• [Your instructions]:
If a line in the listing below includes the string "snapshot", pull it out.

────────────────────

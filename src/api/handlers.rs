//! HTTP request handlers

use super::sse::sse_stream;
use super::types::{CommandRequest, ErrorResponse, SelectModeRequest, SubmitRequest};
use super::AppState;
use crate::catalog::{catalog, Catalog};
use crate::model::FeedbackDraft;
use crate::provider::ProviderError;
use crate::runtime::{SessionError, SessionEvent};
use crate::state_machine::{Event, StateView, TransitionError};
use axum::{
    extract::{Path, State},
    http::StatusCode,
    response::{IntoResponse, Response},
    routing::{get, post},
    Json, Router,
};

/// Create the API router
pub fn create_router(state: AppState) -> Router {
    Router::new()
        .route("/api/catalog", get(get_catalog))
        // Session state and streaming
        .route("/api/sessions/:id", get(get_session))
        .route("/api/sessions/:id/stream", get(stream_session))
        // Picker and form
        .route("/api/sessions/:id/command", post(run_command))
        .route("/api/sessions/:id/picker", post(open_picker))
        .route("/api/sessions/:id/mode", post(select_mode))
        .route("/api/sessions/:id/back", post(back))
        .route("/api/sessions/:id/submit", post(submit_form))
        .route("/api/sessions/:id/cancel", post(cancel))
        // Result actions
        .route("/api/sessions/:id/copy", post(copy_result))
        .route("/api/sessions/:id/insert", post(insert_result))
        .route("/api/sessions/:id/regenerate", post(regenerate))
        // Feedback
        .route("/api/sessions/:id/feedback/open", post(open_feedback))
        .route("/api/sessions/:id/feedback", post(submit_feedback))
        .route("/api/sessions/:id/feedback/skip", post(skip_feedback))
        .route("/api/sessions/:id/feedback/dismiss", post(dismiss_feedback))
        .with_state(state)
}

type ViewResult = Result<Json<StateView>, AppError>;

async fn trigger(state: &AppState, id: &str, event: Event) -> ViewResult {
    Ok(Json(state.sessions.trigger(id, event).await?))
}

// ============================================================
// Catalog and session state
// ============================================================

async fn get_catalog() -> Json<Catalog> {
    Json(catalog())
}

async fn get_session(State(state): State<AppState>, Path(id): Path<String>) -> ViewResult {
    Ok(Json(state.sessions.snapshot(&id).await?))
}

async fn stream_session(
    State(state): State<AppState>,
    Path(id): Path<String>,
) -> Result<impl IntoResponse, AppError> {
    // Subscribe before taking the snapshot so no change falls between them
    let broadcast_rx = state.sessions.subscribe(&id).await?;
    let init_event = SessionEvent::Init {
        state: state.sessions.snapshot(&id).await?,
    };

    Ok(sse_stream(init_event, broadcast_rx))
}

// ============================================================
// Picker and form
// ============================================================

async fn run_command(
    State(state): State<AppState>,
    Path(id): Path<String>,
    Json(req): Json<CommandRequest>,
) -> ViewResult {
    Ok(Json(state.sessions.command(&id, &req.text).await?))
}

async fn open_picker(State(state): State<AppState>, Path(id): Path<String>) -> ViewResult {
    trigger(&state, &id, Event::OpenPicker).await
}

async fn select_mode(
    State(state): State<AppState>,
    Path(id): Path<String>,
    Json(req): Json<SelectModeRequest>,
) -> ViewResult {
    trigger(&state, &id, Event::SelectMode { mode: req.mode }).await
}

async fn back(State(state): State<AppState>, Path(id): Path<String>) -> ViewResult {
    trigger(&state, &id, Event::Back).await
}

async fn submit_form(
    State(state): State<AppState>,
    Path(id): Path<String>,
    Json(req): Json<SubmitRequest>,
) -> ViewResult {
    let options = req.options_or_default();
    let event = Event::SubmitForm {
        mode: req.mode,
        source_text: req.source_text,
        options,
    };
    trigger(&state, &id, event).await
}

async fn cancel(State(state): State<AppState>, Path(id): Path<String>) -> ViewResult {
    trigger(&state, &id, Event::Cancel).await
}

// ============================================================
// Result actions
// ============================================================

async fn copy_result(State(state): State<AppState>, Path(id): Path<String>) -> ViewResult {
    trigger(&state, &id, Event::CopyResult).await
}

async fn insert_result(State(state): State<AppState>, Path(id): Path<String>) -> ViewResult {
    trigger(&state, &id, Event::InsertResult).await
}

async fn regenerate(State(state): State<AppState>, Path(id): Path<String>) -> ViewResult {
    trigger(&state, &id, Event::Regenerate).await
}

// ============================================================
// Feedback
// ============================================================

async fn open_feedback(State(state): State<AppState>, Path(id): Path<String>) -> ViewResult {
    trigger(&state, &id, Event::OpenFeedback).await
}

async fn submit_feedback(
    State(state): State<AppState>,
    Path(id): Path<String>,
    Json(draft): Json<FeedbackDraft>,
) -> ViewResult {
    trigger(&state, &id, Event::SubmitFeedback { draft }).await
}

async fn skip_feedback(State(state): State<AppState>, Path(id): Path<String>) -> ViewResult {
    trigger(&state, &id, Event::SkipFeedback).await
}

async fn dismiss_feedback(State(state): State<AppState>, Path(id): Path<String>) -> ViewResult {
    trigger(&state, &id, Event::DismissFeedback).await
}

// ============================================================
// Error Handling
// ============================================================

pub(super) enum AppError {
    Unprocessable { kind: &'static str, message: String },
    Conflict { kind: &'static str, message: String },
    NotFound(String),
    Unavailable(String),
}

impl From<SessionError> for AppError {
    fn from(e: SessionError) -> Self {
        let kind = e.kind();
        let message = e.to_string();
        match e {
            SessionError::Transition(TransitionError::Dispatch(ProviderError::AlreadyInFlight)) => {
                AppError::Conflict { kind, message }
            }
            SessionError::Transition(_) | SessionError::Command(_) => {
                AppError::Unprocessable { kind, message }
            }
            SessionError::NotFound => AppError::NotFound(message),
            SessionError::Stopped => AppError::Unavailable(message),
        }
    }
}

impl IntoResponse for AppError {
    fn into_response(self) -> Response {
        let (status, kind, message) = match self {
            AppError::Unprocessable { kind, message } => {
                (StatusCode::UNPROCESSABLE_ENTITY, kind, message)
            }
            AppError::Conflict { kind, message } => (StatusCode::CONFLICT, kind, message),
            AppError::NotFound(message) => (StatusCode::NOT_FOUND, "session_not_found", message),
            AppError::Unavailable(message) => (StatusCode::SERVICE_UNAVAILABLE, "stopped", message),
        };

        let body = Json(ErrorResponse::new(kind, message));
        (status, body).into_response()
    }
}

────────────────────

• [Output for this task]:
    Ok(Json(state.sessions.snapshot(&id).await?))
    // Subscribe before taking the snapshot so no change falls between them
        state: state.sessions.snapshot(&id).await?,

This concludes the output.